Would you show every line from the records that holds "rows"?

::: RECORDED DATA :::

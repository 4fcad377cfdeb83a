use std::collections::BTreeMap;

use chrono::Datelike;
use ndarray::{Array2, Array3, Axis};
use rayon::prelude::*;
use tracing::{debug, info};

use crate::data_structures::{month_start, Category, Composite, IndexRecord, LonField, Phase};
use crate::utils::nan_mean;

/// Months in a composite window: January of the onset year through December
/// of the following year.
pub const COMPOSITE_MONTHS: usize = 24;

// ------------------------ transition years ------------------------

/// Onset years for one category: a record qualifies when its phase and
/// intensity match and the previous month's phase is Neutral or the
/// opposite phase, i.e. the record is the first month of a fresh episode.
/// The very first record has no predecessor and never qualifies.
fn transition_years(records: &[IndexRecord], category: Category) -> Vec<i32> {
    records
        .windows(2)
        .filter(|pair| {
            let (prev, rec) = (&pair[0], &pair[1]);
            rec.phase == category.phase
                && rec.intensity == Some(category.intensity)
                && (prev.phase == Phase::Neutral || prev.phase == category.phase.opposite())
        })
        .map(|pair| pair[1].time.year())
        .collect()
}

/// Onset years for all 8 categories, keyed by the fixed category strings.
/// Categories without onsets keep an empty list here; they drop out at the
/// composite step.
pub fn identify_transitions(records: &[IndexRecord]) -> BTreeMap<String, Vec<i32>> {
    let map: BTreeMap<String, Vec<i32>> = Category::all()
        .into_iter()
        .map(|cat| (cat.key(), transition_years(records, cat)))
        .collect();
    for (key, years) in &map {
        debug!(category = %key, n = years.len(), "transition years");
    }
    map
}

// ------------------------ composites ------------------------

/// 24-month anomaly stack for one category, shape (year, 24, lon). Years
/// whose window has no overlap with the record are dropped; short tails are
/// NaN-padded. Returns None when no year survives.
fn stack_24_months(anomalies: &LonField, years: &[i32]) -> Option<(Vec<i32>, Array3<f64>)> {
    let n_lon = anomalies.lons.len();
    let mut valid_years = Vec::new();
    let mut slices: Vec<Array2<f64>> = Vec::new();

    for &year in years {
        let window_start = month_start(year, 1);
        let window_end = month_start(year + 1, 12);
        let rows: Vec<usize> = anomalies
            .times
            .iter()
            .enumerate()
            .filter(|(_, t)| window_start <= **t && **t <= window_end)
            .map(|(i, _)| i)
            .collect();
        if rows.is_empty() {
            continue;
        }
        let mut slice = Array2::from_elem((COMPOSITE_MONTHS, n_lon), f64::NAN);
        for (m, &row) in rows.iter().take(COMPOSITE_MONTHS).enumerate() {
            slice.row_mut(m).assign(&anomalies.data.row(row));
        }
        valid_years.push(year);
        slices.push(slice);
    }

    if valid_years.is_empty() {
        return None;
    }
    let mut stack = Array3::from_elem((valid_years.len(), COMPOSITE_MONTHS, n_lon), f64::NAN);
    for (k, slice) in slices.iter().enumerate() {
        stack.index_axis_mut(Axis(0), k).assign(slice);
    }
    Some((valid_years, stack))
}

fn composite_mean(years: Vec<i32>, stack: Array3<f64>, lons: Vec<f64>) -> Composite {
    let (n_years, n_months, n_lon) = stack.dim();
    let mut data = Array2::from_elem((n_months, n_lon), f64::NAN);
    for m in 0..n_months {
        for j in 0..n_lon {
            data[(m, j)] = nan_mean((0..n_years).map(|k| stack[(k, m, j)]));
        }
    }
    Composite { years, lons, data }
}

/// Composite anomaly fields for every category with at least one surviving
/// onset year. The categories are independent, so they map in parallel.
pub fn build_composites(
    anomalies: &LonField,
    transitions: &BTreeMap<String, Vec<i32>>,
) -> BTreeMap<String, Composite> {
    let composites: BTreeMap<String, Composite> = transitions
        .par_iter()
        .filter_map(|(key, years)| {
            let (valid_years, stack) = stack_24_months(anomalies, years)?;
            let composite = composite_mean(valid_years, stack, anomalies.lons.clone());
            Some((key.clone(), composite))
        })
        .collect();
    info!(n = composites.len(), "composites built");
    composites
}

:::

**RESULT OF THIS TASK**
        let rows: Vec<usize> = anomalies
        if rows.is_empty() {
        for (m, &row) in rows.iter().take(COMPOSITE_MONTHS).enumerate() {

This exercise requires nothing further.